Whatever the outcome, the election will be done soon.   There will be fallout, but hopefully there will be room for more civil discussion.    Yes, that seems like a lot to ask.  I know that “civil” is not something that I can expect after the trajectory of this election, but I can hopefully stop the monitoring of this awful election.

In the meantime, I hope to be back to more regular postings soon.

Old Hat Tricks

I like to say that I have a Velcro brain, in that stuff tends to stick to it.  Being an experienced teacher, I find that I haven’t lost my enthusiasm for teaching, but I can focus more on it now that I have a complete-ish library of teaching materials.   I also have a regular venue for airing some of the stranger or frustrating pieces of teaching so it doesn’t stick around to haunt me…

There is a familiarity that comes with teaching when you have been doing it for a while.   It is simultaneously very comfortable, and a great deal of fun.   I have been teaching for about 6 years now, and I it is still the best and most rewarding work I have found.

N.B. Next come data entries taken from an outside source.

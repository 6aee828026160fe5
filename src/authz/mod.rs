//! The authorization evaluator: given a user identity, an object identity,
//! and a requested action, decide whether the action is permitted, and
//! produce the set of objects of a type a user may read.
//!
//! Evaluation is a pure join over the RBAC relations (user, roles,
//! permissions, objects) loaded through an [`AuthzStore`]; see
//! [`evaluator`] for the decision rules. The operations here add the
//! identifier checks at the boundary and the storage round-trips.

pub mod error;
pub mod evaluator;
pub mod relations;
pub mod store;
pub mod types;

pub use error::AuthzError;
pub use relations::{GrantedPermission, ObjectRecord, PolicySnapshot, UserRecord};
pub use store::AuthzStore;
pub use types::{Action, ObjectType};

use std::collections::HashSet;
use uuid::Uuid;

use crate::ident;

/// Whether `auth0_id` may perform `action` on the object identified by
/// `object_id` (canonical UUID text).
///
/// Nonexistent user, nonexistent object, cross-organization access, and
/// uncovered actions are all ordinary `false`. Only a malformed identifier
/// or an unreachable store is an error.
pub async fn can_user_perform_action<S>(
    store: &S,
    auth0_id: &str,
    object_id: &str,
    action: Action,
) -> Result<bool, AuthzError>
where
    S: AuthzStore + ?Sized,
{
    let object_id = ident::parse_uuid(object_id)?;
    let Some(snapshot) = store.load_snapshot(auth0_id).await? else {
        return Ok(false);
    };
    let Some(object) = store.find_object(object_id).await? else {
        return Ok(false);
    };
    Ok(snapshot.can_perform(&object, action))
}

/// Whether `auth0_id` may create objects of `object_type` within their own
/// organization.
pub async fn user_can_create<S>(
    store: &S,
    auth0_id: &str,
    object_type: ObjectType,
) -> Result<bool, AuthzError>
where
    S: AuthzStore + ?Sized,
{
    let Some(snapshot) = store.load_snapshot(auth0_id).await? else {
        return Ok(false);
    };
    Ok(snapshot.can_create(object_type))
}

/// The ids of every object of `object_type` in the user's organization that
/// some held role grants `read` on. Set-equal to the union of individually
/// readable objects; an unknown user reads nothing.
pub async fn list_objects_user_can_read<S>(
    store: &S,
    auth0_id: &str,
    object_type: ObjectType,
) -> Result<HashSet<Uuid>, AuthzError>
where
    S: AuthzStore + ?Sized,
{
    let Some(snapshot) = store.load_snapshot(auth0_id).await? else {
        return Ok(HashSet::new());
    };
    let objects = store
        .list_objects(snapshot.user.organization_id, object_type)
        .await?;
    Ok(snapshot.readable_objects(objects.iter()))
}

Fall quarter brings this out of me especially.   It is the start of a new academic year and students are filled with hope and optimism, so I get to encourage their passion for learning.    More and more, I find that I have my tools for helping people learn.   Keeping my class entertained and engaged keeps them asking questions.  I can keep them coming back, and knowing that they have a safe community where they can get support.

I will admit that I watched other teachers struggle with burnout, and I wondered if that was where I was headed.   At least for this term, the answer is no… I love teaching too much, and I’m too damn good at it.


Also:  even though “Summer break” is fun to have (my classes unexpectedly canceled… welcome to the life of an adjunct!) I have missed teaching, blogging, and Zeus help me, I’ve even missed grading.

It’s good to be back to school.    Does anybody know of any Back-To-School tattoo deals?